A bronchoscope is a thin, tube-like instrument with a light and a lens used for viewing. It may also have a tool designed to remove tissue that can later be examined for signs of disease. The bronchoscope is inserted through the nose or mouth and used to examine the inside of the trachea, bronchi and lungs.

A pleuroscope is inserted into the chest cavity through a small incision in the chest wall, then directed around the chest wall and pleura on one side of the body.

Interventional pulmonology procedures and techniques may include:

  • Endobronchial ultrasound (EBUS): In this procedure, a flexible bronchoscope is inserted with the guidance of an ultrasound probe to identify lymph nodes and masses outside of the airways. This scope allows for biopsies of the nodes or masses.
  • Navigational bronchoscopy: This procedure involves the insertion of a steerable catheter through a bronchoscope that is directed to masses that cannot be seen in the airway.
  • Medical pleuroscopy: In this procedure, a rigid or flexible tube is inserted into a patient’s chest, typically to take biopsies of the lining of the chest wall or lung, masses of the pleura itself, or to address pleural effusions.
  • Removing endoscopic bronchial tumors: This procedure involves the insertion of a bronchoscope to deliver laser and other cancer-killing technologies to tumors buried deep inside the lungs.
  • Placing fiducial markers: This procedure places markers in or close to a tumor to create a point of reference during highly precise, stereotactic radiation therapy.
  • Airway stent placement: This procedure inserts a stent into an airway to open it up and help patients breathe better.
  • Argon plasma coagulation(APC): This procedure cauterizes blood vessels to stop bleeding for patients who are coughing up blood.
  • Pleurodesis and thoracentesis: These procedures are designed to drain excess fluid from around the lungs, including by using a pleural catheter.
  • Photodynamic therapy (PDT): This procedure uses light-sensitive medicine in conjunction with a light source to destroy cancer cells.
  • Hypoxia altitude simulation test (HAST): This test is used to determine whether a patient with breathing problems needs supplemental oxygen for air travel.

Interventional pulmonologists are not surgeons, but some of their procedures may seem surgical to patients because the procedures may be performed in an operating room and they may have complications similar to those for some surgeries.
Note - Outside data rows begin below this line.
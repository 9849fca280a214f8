//! Command implementations for the pubrec CLI

pub mod init;
pub mod query;
pub mod serve;

// Re-export dispatcher functions for flat access from main.rs
pub use init::run_init;
pub use query::run_query;
pub use serve::run_serve;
While it may be appropriate for these procedures to be performed under moderate sedation or local anesthesia, CTCA doctors typically provide patients with general anesthesia to facilitate a more comfortable experience.
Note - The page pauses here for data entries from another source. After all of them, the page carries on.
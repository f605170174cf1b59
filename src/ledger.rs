// Copyright (c) 2025 Soumyadip Sarkar.
// All rights reserved.
//
// This source code is licensed under the license found in the
// LICENSE file in the root directory of this source tree.

//! Append-only cash ledger.

use chrono::NaiveDate;
use serde::Serialize;

use crate::error::{EngineError, EngineResult, StoreError};
use crate::models::{
    Direction, LedgerEntry, MAX_AMOUNT_CENTS, NewLedgerEntry, PaymentMethod, RecordId,
};
use crate::store::EntityStore;
use crate::time::{Clock, TimeRange};

pub struct Ledger<'a, S: ?Sized, C: ?Sized> {
    store: &'a S,
    clock: &'a C,
}

#[derive(Debug, Clone, Serialize)]
pub struct DaySheet {
    pub day: NaiveDate,
    pub entries: Vec<LedgerEntry>, // newest first
    pub balance_cents: i64,
}

/// Signed total of `entries`: In adds, Out subtracts.
pub fn signed_total<'e, I>(entries: I) -> i64
where
    I: IntoIterator<Item = &'e LedgerEntry>,
{
    entries.into_iter().map(LedgerEntry::signed_cents).sum()
}

impl<'a, S, C> Ledger<'a, S, C>
where
    S: EntityStore + ?Sized,
    C: Clock + ?Sized,
{
    pub fn new(store: &'a S, clock: &'a C) -> Self {
        Ledger { store, clock }
    }

    /// Appends a cash movement stamped with the current time. An entry tied to
    /// an appointment requires the appointment to be confirmed or completed.
    /// Amounts must lie in `1..=MAX_AMOUNT_CENTS`.
    pub fn record_payment(
        &self,
        shop_id: &str,
        amount_cents: i64,
        method: PaymentMethod,
        direction: Direction,
        appointment_id: Option<RecordId>,
    ) -> EngineResult<LedgerEntry> {
        self.append(shop_id, amount_cents, method, direction, appointment_id, None)
    }

    /// Records the compensating entry for `entry_id`: same amount and method,
    /// opposite direction. The original entry is left untouched. The
    /// appointment reference is carried over only while that appointment
    /// still accepts payments. Each entry can be reversed once.
    pub fn reverse(&self, shop_id: &str, entry_id: RecordId) -> EngineResult<LedgerEntry> {
        let original =
            self.store
                .get_ledger_entry(shop_id, entry_id)?
                .ok_or(EngineError::NotFound {
                    kind: "ledger entry",
                    id: entry_id,
                })?;
        let appointment_id = match original.appointment_id {
            Some(id) => self
                .store
                .get_appointment(shop_id, id)?
                .filter(|a| a.status.accepts_payment())
                .map(|a| a.id),
            None => None,
        };
        tracing::info!(shop = shop_id, entry = entry_id, "reversing ledger entry");
        self.append(
            shop_id,
            original.amount_cents,
            original.method,
            original.direction.opposite(),
            appointment_id,
            Some(entry_id),
        )
    }

    fn append(
        &self,
        shop_id: &str,
        amount_cents: i64,
        method: PaymentMethod,
        direction: Direction,
        appointment_id: Option<RecordId>,
        reverses: Option<RecordId>,
    ) -> EngineResult<LedgerEntry> {
        if !(1..=MAX_AMOUNT_CENTS).contains(&amount_cents) {
            return Err(EngineError::InvalidAmount(amount_cents));
        }
        if let Some(id) = appointment_id {
            let status = self.store.get_appointment(shop_id, id)?.map(|a| a.status);
            if !status.is_some_and(|s| s.accepts_payment()) {
                return Err(EngineError::IneligibleAppointment {
                    appointment_id: id,
                    status,
                });
            }
        }

        let entry = NewLedgerEntry {
            shop_id: shop_id.to_string(),
            amount_cents,
            direction,
            method,
            occurred_at: self.clock.now(),
            appointment_id,
            reverses,
        };
        let saved = match self.store.insert_ledger_entry(&entry) {
            Ok(saved) => saved,
            // status moved between our check and the guarded insert
            Err(StoreError::NotPayable { appointment_id }) => {
                let status = self
                    .store
                    .get_appointment(shop_id, appointment_id)?
                    .map(|a| a.status);
                return Err(EngineError::IneligibleAppointment {
                    appointment_id,
                    status,
                });
            }
            Err(StoreError::AlreadyReversed { entry_id, by }) => {
                tracing::warn!(shop = shop_id, entry = entry_id, by, "entry already reversed");
                return Err(EngineError::AlreadyReversed { entry_id, by });
            }
            Err(e) => return Err(e.into()),
        };
        tracing::info!(
            shop = shop_id,
            entry = saved.id,
            amount_cents,
            direction = %direction,
            method = %method,
            appointment = ?appointment_id,
            reverses = ?reverses,
            "ledger entry recorded"
        );
        Ok(saved)
    }

    /// Signed sum of entries with `occurred_at` in `[range.start, range.end)`.
    pub fn balance(&self, shop_id: &str, range: &TimeRange) -> EngineResult<i64> {
        let entries = self.store.list_ledger_entries(shop_id, range)?;
        Ok(signed_total(&entries))
    }

    /// Entries in `range`, newest first.
    pub fn entries(&self, shop_id: &str, range: &TimeRange) -> EngineResult<Vec<LedgerEntry>> {
        let mut entries = self.store.list_ledger_entries(shop_id, range)?;
        entries.reverse();
        Ok(entries)
    }

    pub fn day_sheet(&self, shop_id: &str, day: NaiveDate) -> EngineResult<DaySheet> {
        let entries = self.entries(shop_id, &TimeRange::day_of(day))?;
        let balance_cents = signed_total(&entries);
        Ok(DaySheet {
            day,
            entries,
            balance_cents,
        })
    }
}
Some interventional pulmonology procedures have surgical counterparts. Video-assisted thoracic surgery (VATS), for example, is a surgical version of medical pleuroscopy and is performed by a thoracic surgeon.
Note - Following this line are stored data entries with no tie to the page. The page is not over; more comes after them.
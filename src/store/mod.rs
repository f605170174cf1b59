// Copyright (c) 2025 Soumyadip Sarkar.
// All rights reserved.
//
// This source code is licensed under the license found in the
// LICENSE file in the root directory of this source tree.

//! Data-access seam between the engine and durable storage.

pub mod sqlite;

pub use sqlite::SqliteStore;

use crate::error::StoreResult;
use crate::models::{
    Appointment, AppointmentStatus, Client, LedgerEntry, NewAppointment, NewLedgerEntry,
    Professional, RecordId, Service,
};
use crate::time::{Slot, TimeRange};

#[derive(Debug, Clone, Default, PartialEq)]
pub struct AppointmentFilter {
    pub professional_id: Option<RecordId>,
    pub status_in: Option<Vec<AppointmentStatus>>,
    pub time_range: Option<TimeRange>,
}

impl AppointmentFilter {
    pub fn for_professional(mut self, id: RecordId) -> Self {
        self.professional_id = Some(id);
        self
    }

    pub fn with_statuses(mut self, statuses: &[AppointmentStatus]) -> Self {
        self.status_in = Some(statuses.to_vec());
        self
    }

    pub fn within(mut self, range: TimeRange) -> Self {
        self.time_range = Some(range);
        self
    }

    pub fn matches(&self, a: &Appointment) -> bool {
        self.professional_id.is_none_or(|p| a.professional_id == p)
            && self
                .status_in
                .as_ref()
                .is_none_or(|s| s.contains(&a.status))
            && self.time_range.is_none_or(|r| r.contains(a.start_time))
    }
}

/// Tenant-scoped storage for every record the engine reads or writes.
///
/// Every lookup takes the `shop_id`; a record belonging to another tenant is
/// reported as absent.
pub trait EntityStore {
    fn get_client(&self, shop_id: &str, id: RecordId) -> StoreResult<Option<Client>>;
    fn get_professional(&self, shop_id: &str, id: RecordId) -> StoreResult<Option<Professional>>;
    fn get_service(&self, shop_id: &str, id: RecordId) -> StoreResult<Option<Service>>;
    fn get_appointment(&self, shop_id: &str, id: RecordId) -> StoreResult<Option<Appointment>>;

    fn list_professionals(&self, shop_id: &str) -> StoreResult<Vec<Professional>>;
    fn list_services(&self, shop_id: &str) -> StoreResult<Vec<Service>>;

    /// Appointments ordered by start time.
    fn list_appointments(
        &self,
        shop_id: &str,
        filter: &AppointmentFilter,
    ) -> StoreResult<Vec<Appointment>>;

    /// Inserts the appointment unless `slot` overlaps an active (scheduled or
    /// confirmed) appointment of the same professional. The overlap check and
    /// the insert happen as one atomic step; on overlap nothing is written and
    /// [`StoreError::SlotTaken`](crate::error::StoreError::SlotTaken) is returned.
    fn insert_appointment(&self, new: &NewAppointment, slot: Slot) -> StoreResult<Appointment>;

    /// Compare-and-swap on the status column. Returns `false` when the stored
    /// status no longer equals `expected`.
    fn update_appointment_status(
        &self,
        shop_id: &str,
        id: RecordId,
        expected: AppointmentStatus,
        new: AppointmentStatus,
    ) -> StoreResult<bool>;

    /// Appends an entry. When it references an appointment, the appointment's
    /// payability is checked in the same atomic step; a failed check writes
    /// nothing and yields [`StoreError::NotPayable`](crate::error::StoreError::NotPayable).
    fn insert_ledger_entry(&self, entry: &NewLedgerEntry) -> StoreResult<LedgerEntry>;

    fn get_ledger_entry(&self, shop_id: &str, id: RecordId) -> StoreResult<Option<LedgerEntry>>;

    /// Entries with `occurred_at` in `range`, oldest first.
    fn list_ledger_entries(&self, shop_id: &str, range: &TimeRange)
    -> StoreResult<Vec<LedgerEntry>>;
}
What is interventional pulmonology’s role in cancer care?

Interventional pulmonologists work closely with CTCA oncologists, critical care physicians and other cancer experts to tailor treatments to each patient’s specific needs, helping to preserve lung function and reduce side effects. Throughout your treatment, your interventional pulmonologist will monitor your progress and modify your treatment plan accordingly.

Interventional pulmonologists treat symptoms of lung disease that may not only impact your quality of life, but they may also delay or interrupt your cancer treatments. Some of these procedures are performed on an outpatient basis.

Throughout your treatment, we’ll also provide supportive care services, such as nutritional support, pain management, psychotherapeutic counseling and physical therapy, to help you maintain your quality of life.